* _Required action_: Extract the lines that carry the string "DateTime" from the listing.

* _Data provided_:
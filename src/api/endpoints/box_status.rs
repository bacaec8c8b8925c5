//! `GET /api/box-status`: latest reading per box plus the raw 24h trend.

use axum::extract::{Query, State};
use axum::Json;
use chrono::Utc;

use crate::api::error::ApiError;
use crate::api::types::{ApiContext, ScopeQuery};
use crate::dashboard::{self, BoxStatusDocument};

use super::load_analysis;

pub async fn get(
    State(ctx): State<ApiContext>,
    Query(query): Query<ScopeQuery>,
) -> Result<Json<BoxStatusDocument>, ApiError> {
    let now = Utc::now();
    let (data, analysis) = load_analysis(&ctx, &query, now, None).await?;

    if data.scope.subjects.is_empty() {
        return Ok(Json(BoxStatusDocument::empty(now)));
    }
    Ok(Json(dashboard::box_status(&ctx.engine, &analysis, now)))
}
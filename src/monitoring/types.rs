use std::collections::HashMap;

use chrono::{DateTime, Duration, Utc};
use serde::{Deserialize, Serialize};
use thiserror::Error;
use uuid::Uuid;

use crate::models::enums::{
    DeviceSeverity, EnvironmentAlertKind, EnvironmentAlertLevel, RecordKind, TrendMetric,
};
use crate::models::{Alert, DoseEvent, Scope, SensorReading, SubjectId};

use super::status::StatusPolicy;

// ---------------------------------------------------------------------------
// Normalization
// ---------------------------------------------------------------------------

/// Why a raw record could not be normalized. The record is dropped; the
/// batch carries on.
#[derive(Error, Debug, Clone, PartialEq, Eq)]
pub enum NormalizationFailure {
    #[error("{kind} record is not a JSON object")]
    NotAnObject { kind: RecordKind },

    #[error("{kind} record has neither an id nor any distinguishing content")]
    Unidentifiable { kind: RecordKind },

    #[error("{kind} record {id} has no subject and the scope has no default subject")]
    MissingSubject { kind: RecordKind, id: String },
}

/// A successfully normalized record.
#[derive(Debug, Clone, PartialEq)]
pub enum Normalized {
    Dose(DoseEvent),
    Sensor(SensorReading),
    Alert(Alert),
}

/// Per-batch inputs the normalizer needs beyond the record itself.
#[derive(Debug, Clone)]
pub struct NormalizeContext {
    pub now: DateTime<Utc>,
    /// Owner for records that carry none (self scope only).
    pub default_subject: Option<SubjectId>,
    /// Last-resort owner for feed alerts addressed to the whole scope.
    pub viewer: Option<SubjectId>,
    pub subject_names: HashMap<SubjectId, String>,
    pub status_policy: StatusPolicy,
}

impl NormalizeContext {
    pub fn new(now: DateTime<Utc>) -> Self {
        Self {
            now,
            default_subject: None,
            viewer: None,
            subject_names: HashMap::new(),
            status_policy: StatusPolicy::default(),
        }
    }

    /// Context for records fetched on behalf of `scope`.
    pub fn for_scope(scope: &Scope, now: DateTime<Utc>, status_policy: StatusPolicy) -> Self {
        let subject_names = scope
            .subjects
            .iter()
            .filter_map(|s| s.name.clone().map(|name| (s.id.clone(), name)))
            .collect();
        Self {
            now,
            default_subject: scope.default_subject(),
            viewer: Some(scope.viewer.clone()),
            subject_names,
            status_policy,
        }
    }

    pub fn with_default_subject(mut self, subject: SubjectId) -> Self {
        self.default_subject = Some(subject);
        self
    }
}

/// Output of a batch normalization: kept records plus what was dropped.
#[derive(Debug, Clone, PartialEq)]
pub struct NormalizedBatch<T> {
    pub records: Vec<T>,
    pub failures: Vec<NormalizationFailure>,
}

impl<T> Default for NormalizedBatch<T> {
    fn default() -> Self {
        Self {
            records: Vec::new(),
            failures: Vec::new(),
        }
    }
}

// ---------------------------------------------------------------------------
// Adherence
// ---------------------------------------------------------------------------

/// Completion statistics for a set of dose events.
///
/// `completed + missed + pending == total` always holds; `delayed` is the
/// raw count of delayed events, whichever bucket they were counted in.
#[derive(Debug, Clone, PartialEq, Serialize, Deserialize, Default)]
pub struct AdherenceSummary {
    pub total: u32,
    pub completed: u32,
    pub missed: u32,
    pub delayed: u32,
    pub pending: u32,
    /// Whole percent, 0..=100. Zero when there are no events.
    pub completion_rate: u32,
    pub last_dose: Option<DoseEvent>,
    /// The events counted in `missed`, in input order.
    pub missed_events: Vec<DoseEvent>,
}

// ---------------------------------------------------------------------------
// Environment
// ---------------------------------------------------------------------------

/// A single threshold crossing on one device.
#[derive(Debug, Clone, PartialEq, Serialize, Deserialize)]
pub struct EnvironmentAlert {
    pub kind: EnvironmentAlertKind,
    pub level: EnvironmentAlertLevel,
    pub message: String,
}

/// Current environment state of one subject's medicine box.
#[derive(Debug, Clone, PartialEq, Serialize, Deserialize)]
pub struct DeviceStatus {
    pub subject_id: SubjectId,
    pub subject_name: Option<String>,
    pub latest: Option<SensorReading>,
    pub alerts: Vec<EnvironmentAlert>,
    pub severity: DeviceSeverity,
    /// False when no reading exists; separates "no data" from "healthy".
    pub has_data: bool,
}

// ---------------------------------------------------------------------------
// Trend
// ---------------------------------------------------------------------------

/// A chart coordinate.
#[derive(Debug, Clone, Copy, PartialEq, Serialize, Deserialize)]
pub struct Point {
    pub x: f64,
    pub y: f64,
}

/// Parameters for projecting one metric onto a canvas.
#[derive(Debug, Clone, Copy, PartialEq)]
pub struct TrendRequest {
    pub metric: TrendMetric,
    pub window: Duration,
    pub canvas_width: f64,
    pub canvas_height: f64,
    /// Nominal scale ceiling; the y-range never shrinks below it.
    pub ceiling_hint: f64,
}

/// One raw trend sample, as served in the `box-status` document.
#[derive(Debug, Clone, PartialEq, Serialize, Deserialize)]
pub struct TrendEntry {
    pub user_id: SubjectId,
    pub recorded_at: DateTime<Utc>,
    pub value: Option<f64>,
}

// ---------------------------------------------------------------------------
// Alert feed
// ---------------------------------------------------------------------------

/// Options for merging derived and manual alerts into one feed.
#[derive(Debug, Clone, Copy, PartialEq)]
pub struct MergeOptions {
    pub now: DateTime<Utc>,
    /// Missed doses older than this produce no feed alert.
    pub missed_window: Duration,
    /// `None` keeps every alert.
    pub limit: Option<usize>,
}

impl MergeOptions {
    pub fn new(now: DateTime<Utc>) -> Self {
        Self {
            now,
            missed_window: Duration::hours(24),
            limit: None,
        }
    }
}

// ---------------------------------------------------------------------------
// Acknowledgements
// ---------------------------------------------------------------------------

/// A persisted acknowledgement of a derived alert.
#[derive(Debug, Clone, PartialEq, Serialize, Deserialize)]
pub struct Acknowledgement {
    pub alert_id: Uuid,
    pub acknowledged_by: SubjectId,
    pub acknowledged_at: DateTime<Utc>,
    pub note: Option<String>,
}

#[derive(Error, Debug)]
pub enum MonitorError {
    #[error("Internal lock failed")]
    LockFailed,
}
//! Event normalizer: raw upstream records to canonical entities.
//!
//! Producers disagree on field names (`medicine` vs `medicine_name`,
//! `taken_at` vs `taken_time`, `status` vs `confirmed`...). Every canonical
//! field has an ordered alias list in `ALIAS_TABLE`; the first alias holding
//! a non-null, non-blank value wins. Bump `ALIAS_TABLE_VERSION` whenever an
//! alias list changes.
//!
//! Normalization never fails a batch: a bad record becomes a
//! `NormalizationFailure`, is counted, and the rest go through.

use chrono::{DateTime, NaiveDate, NaiveDateTime, Utc};
use serde_json::{Map, Value};
use uuid::Uuid;

use crate::models::enums::{AlertSeverity, AlertSourceKind, RecordKind};
use crate::models::{Alert, DoseEvent, EntityRef, SensorReading, SubjectId};

use super::status::{gather_evidence, resolve_status};
use super::types::{NormalizationFailure, Normalized, NormalizeContext, NormalizedBatch};

pub const ALIAS_TABLE_VERSION: u32 = 3;

/// Namespace for ids synthesized from record content.
const RECORD_NAMESPACE: Uuid = Uuid::from_u128(0x6d65_6469_626f_7872_6563_6f72_645f_6e73);

/// Accepted source names for one canonical field, in priority order.
#[derive(Debug, Clone, Copy)]
pub struct FieldAliases {
    pub canonical: &'static str,
    pub sources: &'static [&'static str],
}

* _Exercise solution_:
use chrono::{DateTime, Duration, Utc};
    pub now: DateTime<Utc>,
    pub fn new(now: DateTime<Utc>) -> Self {
    pub fn for_scope(scope: &Scope, now: DateTime<Utc>, status_policy: StatusPolicy) -> Self {
    pub recorded_at: DateTime<Utc>,
    pub now: DateTime<Utc>,
    pub fn new(now: DateTime<Utc>) -> Self {
    pub acknowledged_at: DateTime<Utc>,
use chrono::{DateTime, NaiveDate, NaiveDateTime, Utc};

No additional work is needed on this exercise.